What to produce:
Look through the entries below and return all lines including the word "token".

-- Data records follows --

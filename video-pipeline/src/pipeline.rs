use crate::config::PipelineConfig;
use crate::executor::StageExecutor;
use crate::poller::FeedPoller;
use crate::registry::ChannelRegistry;
use crate::store::DedupStore;
use crate::traits::FeedSource;
use crate::types::{
    watch_url, Candidate, Channel, ChannelReport, DeliveryReceipt, Disposition, KeyMoment, PipelineError,
    ProcessingRecord, Result, RunCounts, RunMode, RunResult, Stage, StageFailure, Transcript, VideoOutcome,
    VideoStatus,
};
use chrono::{DateTime, Utc};
use futures::stream::{self, StreamExt, TryStreamExt};
use interfaces::{
    CapabilityResult, ChannelKind, KeyMomentExtractor, NotificationDispatcher, NotificationPayload, Summarizer,
    TranscriptSource,
};
use serde::de::DeserializeOwned;
use std::collections::HashSet;
use std::future::Future;
use std::sync::Arc;
use tokio::sync::Mutex;
use tracing::{debug, info, warn};
use uuid::Uuid;

/// The external capabilities the stages call into.
#[derive(Clone)]
pub struct Collaborators {
    pub transcripts: Arc<dyn TranscriptSource>,
    pub summarizer: Arc<dyn Summarizer>,
    pub key_moments: Arc<dyn KeyMomentExtractor>,
    pub notifier: Arc<dyn NotificationDispatcher>,
}

#[derive(Debug, Clone)]
pub struct RunOptions {
    pub lookback: chrono::Duration,
    pub mode: RunMode,
    /// Reset `failed(stage)` records seen in the feed and drive them again.
    pub rerun_failed: bool,
}

impl RunOptions {
    pub fn new(lookback: chrono::Duration) -> Self {
        Self {
            lookback,
            mode: RunMode::Full,
            rerun_failed: false,
        }
    }

    pub fn dry_run(mut self) -> Self {
        self.mode = RunMode::DryRun;
        self
    }

    pub fn with_rerun_failed(mut self, rerun_failed: bool) -> Self {
        self.rerun_failed = rerun_failed;
        self
    }
}

/// Identity of one run and the videos it has already handled.
struct RunScope {
    owner: String,
    claimed: Mutex<HashSet<String>>,
}

struct ChannelRun {
    report: ChannelReport,
    videos: Vec<VideoOutcome>,
    warnings: Vec<String>,
}

/// Where a video came from, carried into its outcome.
struct VideoContext<'a> {
    channel_name: &'a str,
    url: String,
    published_at: Option<DateTime<Utc>>,
}

pub struct Pipeline {
    registry: ChannelRegistry,
    poller: FeedPoller,
    store: Arc<DedupStore>,
    executor: StageExecutor,
    collaborators: Collaborators,
    notify_targets: Vec<ChannelKind>,
    summary_max_length: usize,
    key_moment_count: usize,
    max_concurrent_channels: usize,
    claim_ttl: chrono::Duration,
}
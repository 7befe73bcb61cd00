use crate::types::{Channel, Result};
use async_trait::async_trait;

/// Source of a channel's raw feed document.
#[async_trait]
pub trait FeedSource: Send + Sync {
    /// Human-readable name for this source
    fn source_name(&self) -> String;

    /// Fetch the feed document for `channel`. Transport failures surface as
    /// errors; the poller turns them into `FeedUnavailable`.
    async fn fetch_feed(&self, channel: &Channel) -> Result<String>;
}
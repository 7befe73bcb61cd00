use crate::parser::FeedParser;
use crate::traits::FeedSource;
use crate::types::{Candidate, Channel, PipelineError, Result};
use chrono::{DateTime, Utc};
use feed_rs::model::Entry;
use std::sync::Arc;
use tracing::{debug, info, warn};

pub struct FeedPoller {
    source: Arc<dyn FeedSource>,
}

impl FeedPoller {
    pub fn new(source: Arc<dyn FeedSource>) -> Self {
        Self { source }
    }

    /// Fetch and parse `channel`'s feed. The returned iterator yields
    /// candidates published at or after `since`, in feed order.
    pub async fn poll(&self, channel: &Channel, since: DateTime<Utc>) -> Result<Poll> {
        debug!("Polling {} via {} since {}", channel.channel_id, self.source.source_name(), since);

        let unavailable = |reason: String| PipelineError::FeedUnavailable {
            channel_id: channel.channel_id.clone(),
            reason,
        };

        let content = self
            .source
            .fetch_feed(channel)
            .await
            .map_err(|e| unavailable(e.to_string()))?;
        let feed = FeedParser::parse_feed(&content).map_err(|e| unavailable(e.to_string()))?;

        info!(
            "Feed for {} has {} entries ({})",
            channel.name,
            feed.entries.len(),
            feed.title.as_deref().unwrap_or("untitled")
        );

        Ok(Poll {
            channel_id: channel.channel_id.clone(),
            since,
            entries: feed.entries.into_iter(),
            malformed: 0,
        })
    }
}

/// Lazy sequence of candidates from one poll. Malformed entries are logged
/// and skipped without ending the sequence.
pub struct Poll {
    channel_id: String,
    since: DateTime<Utc>,
    entries: std::vec::IntoIter<Entry>,
    malformed: usize,
}

impl Poll {
    /// Entries skipped so far because no id or timestamp could be recovered.
    pub fn malformed(&self) -> usize {
        self.malformed
    }
}

impl Iterator for Poll {
    type Item = Candidate;

    fn next(&mut self) -> Option<Candidate> {
        loop {
            let entry = self.entries.next()?;
            match FeedParser::parse_entry(&entry, &self.channel_id) {
                Ok(candidate) if candidate.published_at < self.since => {
                    debug!("Skipping {} published {} (outside window)", candidate.video_id, candidate.published_at);
                }
                Ok(candidate) => return Some(candidate),
                Err(e) => {
                    warn!("Skipping malformed entry in {}: {}", self.channel_id, e);
                    self.malformed += 1;
                }
            }
        }
    }
}
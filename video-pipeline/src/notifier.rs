use crate::config::NotificationTargets;
use crate::types::{FetchConfig, Result};
use crate::utils::markdown::escape_telegram;
use async_trait::async_trait;
use interfaces::{CapabilityError, CapabilityResult, ChannelKind, NotificationDispatcher, NotificationPayload};
use reqwest::{Client, StatusCode};
use serde_json::{json, Value};
use std::time::Duration;
use tracing::{debug, info};

const DISCORD_EMBED_COLOR: u32 = 16711680;
const TELEGRAM_API_BASE: &str = "https://api.telegram.org";

/// Delivers notifications through Discord/Slack webhooks and the Telegram
/// Bot API. Makes exactly one HTTP attempt per call.
pub struct WebhookNotifier {
    client: Client,
    targets: NotificationTargets,
}

impl WebhookNotifier {
    pub fn new(targets: NotificationTargets, fetch_config: &FetchConfig) -> Result<Self> {
        let client = Client::builder()
            .user_agent(&fetch_config.user_agent)
            .timeout(Duration::from_secs(fetch_config.timeout_seconds))
            .build()?;

        Ok(Self { client, targets })
    }

    fn endpoint(&self, kind: ChannelKind, payload: &NotificationPayload) -> CapabilityResult<(String, Value)> {
        let missing = |what: &str| CapabilityError::Configuration(format!("{} not configured", what));

        match kind {
            ChannelKind::Discord => {
                let url = self.targets.discord_webhook_url.clone().ok_or_else(|| missing("Discord webhook URL"))?;
                Ok((url, discord_body(payload)))
            }
            ChannelKind::Slack => {
                let url = self.targets.slack_webhook_url.clone().ok_or_else(|| missing("Slack webhook URL"))?;
                Ok((url, slack_body(payload)))
            }
            ChannelKind::Telegram => {
                let token = self.targets.telegram_bot_token.as_ref().ok_or_else(|| missing("Telegram bot token"))?;
                let chat_id = self.targets.telegram_chat_id.as_ref().ok_or_else(|| missing("Telegram chat id"))?;
                let url = format!("{}/bot{}/sendMessage", TELEGRAM_API_BASE, token);
                Ok((url, telegram_body(chat_id, payload)))
            }
        }
    }
}

#[async_trait]
impl NotificationDispatcher for WebhookNotifier {
    async fn dispatch_notification(&self, channel_kind: ChannelKind, payload: &NotificationPayload) -> CapabilityResult<()> {
        let (url, body) = self.endpoint(channel_kind, payload)?;
        debug!("Posting {} notification for {}", channel_kind, payload.video_id);

        let response = self
            .client
            .post(&url)
            .json(&body)
            .send()
            .await
            .map_err(|e| CapabilityError::Transient(format!("{} request failed: {}", channel_kind, e.without_url())))?;

        classify_response(channel_kind, response.status())?;
        info!("Sent {} notification for {}", channel_kind, payload.video_id);
        Ok(())
    }
}

fn classify_response(kind: ChannelKind, status: StatusCode) -> CapabilityResult<()> {
    if status.is_success() {
        return Ok(());
    }
    let message = format!("{} returned HTTP {}", kind, status.as_u16());
    match status {
        StatusCode::UNAUTHORIZED | StatusCode::FORBIDDEN => Err(CapabilityError::Auth(message)),
        StatusCode::TOO_MANY_REQUESTS => Err(CapabilityError::Transient(message)),
        s if s.is_server_error() => Err(CapabilityError::Transient(message)),
        _ => Err(CapabilityError::InvalidInput(message)),
    }
}

pub fn discord_body(payload: &NotificationPayload) -> Value {
    let mut embed = json!({
        "title": payload.title,
        "description": payload.body,
        "url": payload.url,
        "color": DISCORD_EMBED_COLOR,
        "footer": { "text": payload.channel_name },
    });
    if let Some(thumbnail) = &payload.thumbnail {
        embed["thumbnail"] = json!({ "url": thumbnail });
    }
    json!({ "embeds": [embed] })
}

pub fn slack_body(payload: &NotificationPayload) -> Value {
    json!({
        "text": payload.title,
        "blocks": [
            {
                "type": "section",
                "text": { "type": "mrkdwn", "text": format!("*{}*\n{}", payload.title, payload.body) }
            },
            {
                "type": "actions",
                "elements": [
                    {
                        "type": "button",
                        "text": { "type": "plain_text", "text": "Watch Video" },
                        "url": payload.url
                    }
                ]
            }
        ]
    })
}

pub fn telegram_body(chat_id: &str, payload: &NotificationPayload) -> Value {
    let text = format!(
        "*{}*\n\n{}\n\n[Watch Video]({})",
        escape_telegram(&payload.title),
        escape_telegram(&payload.body),
        payload.url.replace('\\', "\\\\").replace(')', "%29")
    );
    json!({
        "chat_id": chat_id,
        "text": text,
        "parse_mode": "MarkdownV2",
    })
}

#[cfg(test)]
mod tests {
    use super::*;

    fn payload() -> NotificationPayload {
        NotificationPayload {
            video_id: "dQw4w9WgXcQ".to_string(),
            title: "New: v2.0 release!".to_string(),
            body: "Summary (short)".to_string(),
            url: "https://www.youtube.com/watch?v=dQw4w9WgXcQ".to_string(),
            channel_name: "Test Channel".to_string(),
            thumbnail: Some("https://i.ytimg.com/vi/dQw4w9WgXcQ/hqdefault.jpg".to_string()),
        }
    }

    #[test]
    fn discord_embed_carries_thumbnail() {
        let body = discord_body(&payload());
        assert_eq!(body["embeds"][0]["color"], 16711680);
        assert_eq!(body["embeds"][0]["thumbnail"]["url"], "https://i.ytimg.com/vi/dQw4w9WgXcQ/hqdefault.jpg");
    }

    #[test]
    fn slack_has_watch_button() {
        let body = slack_body(&payload());
        assert_eq!(body["blocks"][1]["elements"][0]["url"], "https://www.youtube.com/watch?v=dQw4w9WgXcQ");
    }

    #[test]
    fn telegram_text_is_escaped() {
        let body = telegram_body("42", &payload());
        let text = body["text"].as_str().unwrap();
        assert!(text.starts_with("*New: v2\\.0 release\\!*"));
        assert!(text.contains("Summary \\(short\\)"));
        assert_eq!(body["parse_mode"], "MarkdownV2");
    }

    #[test]
    fn status_codes_map_to_failure_kinds() {
        use interfaces::FailureKind;

        let kind_of = |status| classify_response(ChannelKind::Slack, status).unwrap_err().kind();
        assert_eq!(kind_of(StatusCode::FORBIDDEN), FailureKind::Configuration);
        assert_eq!(kind_of(StatusCode::TOO_MANY_REQUESTS), FailureKind::Transient);
        assert_eq!(kind_of(StatusCode::SERVICE_UNAVAILABLE), FailureKind::Transient);
        assert_eq!(kind_of(StatusCode::BAD_REQUEST), FailureKind::PermanentContent);
        assert!(classify_response(ChannelKind::Slack, StatusCode::NO_CONTENT).is_ok());
    }

    #[tokio::test]
    async fn missing_credentials_fail_as_configuration() {
        let notifier = WebhookNotifier::new(NotificationTargets::default(), &FetchConfig::default()).unwrap();
        let err = notifier
            .dispatch_notification(ChannelKind::Telegram, &payload())
            .await
            .unwrap_err();
        assert!(matches!(err, CapabilityError::Configuration(_)));
    }
}
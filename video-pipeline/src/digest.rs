use crate::config::DigestFormat;
use crate::store::DedupStore;
use crate::types::{Disposition, Result, RunMode, RunResult, Stage, Transcript, VideoOutcome};
use crate::utils::markdown::escape_link_text;
use crate::utils::time::{format_duration, format_timestamp};
use std::collections::BTreeMap;
use std::io::Write as _;
use std::path::PathBuf;
use tracing::{debug, info};

/// Characters of transcript text shown under each video.
pub const TRANSCRIPT_PREVIEW_CHARS: usize = 200;

/// Opening of each completed video's transcript, keyed by video id.
pub type TranscriptPreviews = BTreeMap<String, String>;

#[derive(Debug, Clone, Default)]
pub struct EmitOptions {
    pub format: DigestFormat,
    /// `None` writes to stdout.
    pub output_path: Option<PathBuf>,
    /// Per-channel counts only. Overrides `format`.
    pub quick: bool,
    /// Show the start of each transcript in the Markdown digest.
    pub transcript_previews: bool,
}

#[derive(Debug, Clone, PartialEq, Eq)]
pub enum ArtifactRef {
    File(PathBuf),
    Stdout,
}

impl std::fmt::Display for ArtifactRef {
    fn fmt(&self, f: &mut std::fmt::Formatter<'_>) -> std::fmt::Result {
        match self {
            ArtifactRef::File(path) => write!(f, "{}", path.display()),
            ArtifactRef::Stdout => f.write_str("stdout"),
        }
    }
}

/// Renders a `RunResult` into the run digest. Rendering only depends on the
/// result (and previews loaded for it), so emitting the same result twice
/// gives the same document.
pub struct DigestEmitter;

impl DigestEmitter {
    pub fn render(result: &RunResult, options: &EmitOptions, previews: &TranscriptPreviews) -> Result<String> {
        if options.quick {
            return Ok(Self::render_quick(result));
        }
        match options.format {
            DigestFormat::Markdown => Ok(Self::render_markdown_with_previews(result, previews)),
            DigestFormat::Json => Self::render_json(result),
        }
    }

    pub fn render_json(result: &RunResult) -> Result<String> {
        Ok(serde_json::to_string_pretty(result)?)
    }

    /// One line per channel with new videos, busiest first.
    pub fn render_quick(result: &RunResult) -> String {
        let window = (result.lookback_seconds > 0)
            .then(|| format_duration(chrono::Duration::seconds(result.lookback_seconds)));

        let mut by_channel: Vec<(&str, usize)> = Vec::new();
        for video in result.completed() {
            match by_channel.iter_mut().find(|(name, _)| *name == video.channel_name.as_str()) {
                Some((_, count)) => *count += 1,
                None => by_channel.push((video.channel_name.as_str(), 1)),
            }
        }

        if by_channel.is_empty() {
            return match window {
                Some(window) => format!("No new videos in the last {}.\n", window),
                None => "No new videos in this run.\n".to_string(),
            };
        }
        // Stable, so ties keep registry order.
        by_channel.sort_by(|a, b| b.1.cmp(&a.1));

        let mut out = match window {
            Some(window) => format!("YouTube Digest - last {}:\n", window),
            None => "YouTube Digest:\n".to_string(),
        };
        for (name, count) in &by_channel {
            out.push_str(&format!("  {}: {} new video(s)\n", name, count));
        }
        let total: usize = by_channel.iter().map(|(_, count)| count).sum();
        out.push_str(&format!("\nTotal: {} videos from {} channels\n", total, by_channel.len()));
        out
    }

    pub fn render_markdown(result: &RunResult) -> String {
        Self::render_markdown_with_previews(result, &TranscriptPreviews::new())
    }

    pub fn render_markdown_with_previews(result: &RunResult, previews: &TranscriptPreviews) -> String {
        let mut out = String::from("# YouTube Digest\n\n");

        out.push_str(&format!("**Generated:** {}  \n", result.finished_at.format("%Y-%m-%d %H:%M UTC")));
        if result.lookback_seconds > 0 {
            let window = format_duration(chrono::Duration::seconds(result.lookback_seconds));
            out.push_str(&format!("**Window:** last {}  \n", window));
        }
        if result.mode == RunMode::DryRun {
            out.push_str("**Mode:** dry run (nothing was processed)  \n");
        }
        out.push_str(&format!("**Channels:** {}\n\n", result.channels.len()));
        out.push_str("---\n\n");

        if !result.channels.is_empty() {
            out.push_str("| Channel | Candidates | New | Failed | Note |\n");
            out.push_str("|---|---:|---:|---:|---|\n");
            for channel in &result.channels {
                let in_channel = |video: &&VideoOutcome| video.channel_id == channel.channel_id;
                let new = result.completed().filter(in_channel).count();
                let failed = result.failures().filter(|(video, _)| in_channel(video)).count();
                let note = match &channel.warning {
                    Some(_) => "feed unavailable".to_string(),
                    None if channel.malformed > 0 => format!("{} malformed entries", channel.malformed),
                    None => String::new(),
                };
                out.push_str(&format!(
                    "| {} | {} | {} | {} | {} |\n",
                    channel.name, channel.candidates, new, failed, note
                ));
            }
            out.push('\n');
        }

        let completed: Vec<&VideoOutcome> = result.completed().collect();
        if completed.is_empty() {
            out.push_str("No new videos processed in this run.\n\n");
        } else {
            out.push_str("## New videos\n\n");
            let mut current_channel: Option<&str> = None;
            for video in completed {
                if current_channel != Some(video.channel_name.as_str()) {
                    out.push_str(&format!("### {}\n\n", video.channel_name));
                    current_channel = Some(video.channel_name.as_str());
                }
                render_video(&mut out, video, previews.get(&video.video_id));
            }
        }

        let pending: Vec<&VideoOutcome> = result
            .videos
            .iter()
            .filter(|video| video.disposition == Disposition::Pending)
            .collect();
        if !pending.is_empty() {
            out.push_str("## Pending\n\n");
            for video in pending {
                out.push_str(&format!(
                    "- [{}]({}) ({}, {})\n",
                    escape_link_text(&video.title),
                    video.url,
                    video.channel_name,
                    video.status
                ));
            }
            out.push('\n');
        }

        let failures: Vec<_> = result.failures().collect();
        if !failures.is_empty() {
            out.push_str("## Failures\n\n");
            for (video, failure) in failures {
                out.push_str(&format!(
                    "- [{}]({}) ({}): `{}` failed [{}] after {} attempt(s): {}\n",
                    escape_link_text(&video.title),
                    video.url,
                    video.channel_name,
                    failure.stage,
                    failure.kind,
                    failure.attempts,
                    failure.message
                ));
            }
            out.push('\n');
        }

        if !result.warnings.is_empty() {
            out.push_str("## Warnings\n\n");
            for warning in &result.warnings {
                out.push_str(&format!("- {}\n", warning));
            }
            out.push('\n');
        }

        let counts = &result.counts;
        out.push_str("## Totals\n\n");
        out.push_str(&format!("- Discovered: {}\n", counts.discovered));
        out.push_str(&format!("- Succeeded: {}\n", counts.succeeded));
        out.push_str(&format!("- Failed: {}\n", counts.failed));
        out.push_str(&format!("- Skipped (already processed): {}\n", counts.skipped_duplicate));
        out.push_str(&format!("- Skipped (failed in an earlier run): {}\n", counts.skipped_failed));
        if counts.pending > 0 {
            out.push_str(&format!("- Pending: {}\n", counts.pending));
        }

        out
    }

    /// Read the stored transcript of every completed video and keep its first
    /// `TRANSCRIPT_PREVIEW_CHARS` characters.
    pub async fn load_previews(store: &DedupStore, result: &RunResult) -> Result<TranscriptPreviews> {
        let mut previews = TranscriptPreviews::new();
        for video in result.completed() {
            let transcript: Option<Transcript> = store.load_artifact(&video.video_id, Stage::Transcribe).await?;
            let preview: String = match transcript {
                Some(transcript) => transcript.text().chars().take(TRANSCRIPT_PREVIEW_CHARS).collect(),
                None => continue,
            };
            if !preview.is_empty() {
                previews.insert(video.video_id.clone(), preview);
            }
        }
        debug!("Loaded {} transcript previews", previews.len());
        Ok(previews)
    }

    /// Write the rendered digest to the configured path (creating parent
    /// directories) or to stdout.
    pub fn emit(result: &RunResult, options: &EmitOptions, previews: &TranscriptPreviews) -> Result<ArtifactRef> {
        let rendered = Self::render(result, options, previews)?;

        let artifact = match &options.output_path {
            Some(path) => {
                if let Some(parent) = path.parent().filter(|p| !p.as_os_str().is_empty()) {
                    std::fs::create_dir_all(parent)?;
                }
                std::fs::write(path, rendered.as_bytes())?;
                ArtifactRef::File(path.clone())
            }
            None => {
                let mut stdout = std::io::stdout().lock();
                stdout.write_all(rendered.as_bytes())?;
                stdout.flush()?;
                ArtifactRef::Stdout
            }
        };

        info!("Digest for run {} written to {}", result.run_id, artifact);
        Ok(artifact)
    }
}

fn render_video(out: &mut String, video: &VideoOutcome, preview: Option<&String>) {
    out.push_str(&format!("#### [{}]({})\n\n", escape_link_text(&video.title), video.url));
    if let Some(published_at) = video.published_at {
        out.push_str(&format!("**Published:** {}\n\n", published_at.format("%Y-%m-%d %H:%M")));
    }
    if let Some(summary) = &video.summary {
        out.push_str(&format!("**Summary:** {}\n\n", summary));
    }
    if let Some(preview) = preview {
        out.push_str(&format!("**Transcript Preview:** {}...\n\n", preview));
    }
    if !video.key_moments.is_empty() {
        out.push_str("**Key moments:**\n\n");
        for moment in &video.key_moments {
            out.push_str(&format!(
                "- [{}]({}) {}\n",
                format_timestamp(moment.offset),
                timestamp_link(&video.url, moment.offset),
                moment.label
            ));
        }
        out.push('\n');
    }
    out.push_str("---\n\n");
}

fn timestamp_link(url: &str, offset: f64) -> String {
    let separator = if url.contains('?') { '&' } else { '?' };
    format!("{}{}t={}", url, separator, offset.max(0.0) as u64)
}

-- Data records concluded --

Task answer:
                let token = self.targets.telegram_bot_token.as_ref().ok_or_else(|| missing("Telegram bot token"))?;
                let url = format!("{}/bot{}/sendMessage", TELEGRAM_API_BASE, token);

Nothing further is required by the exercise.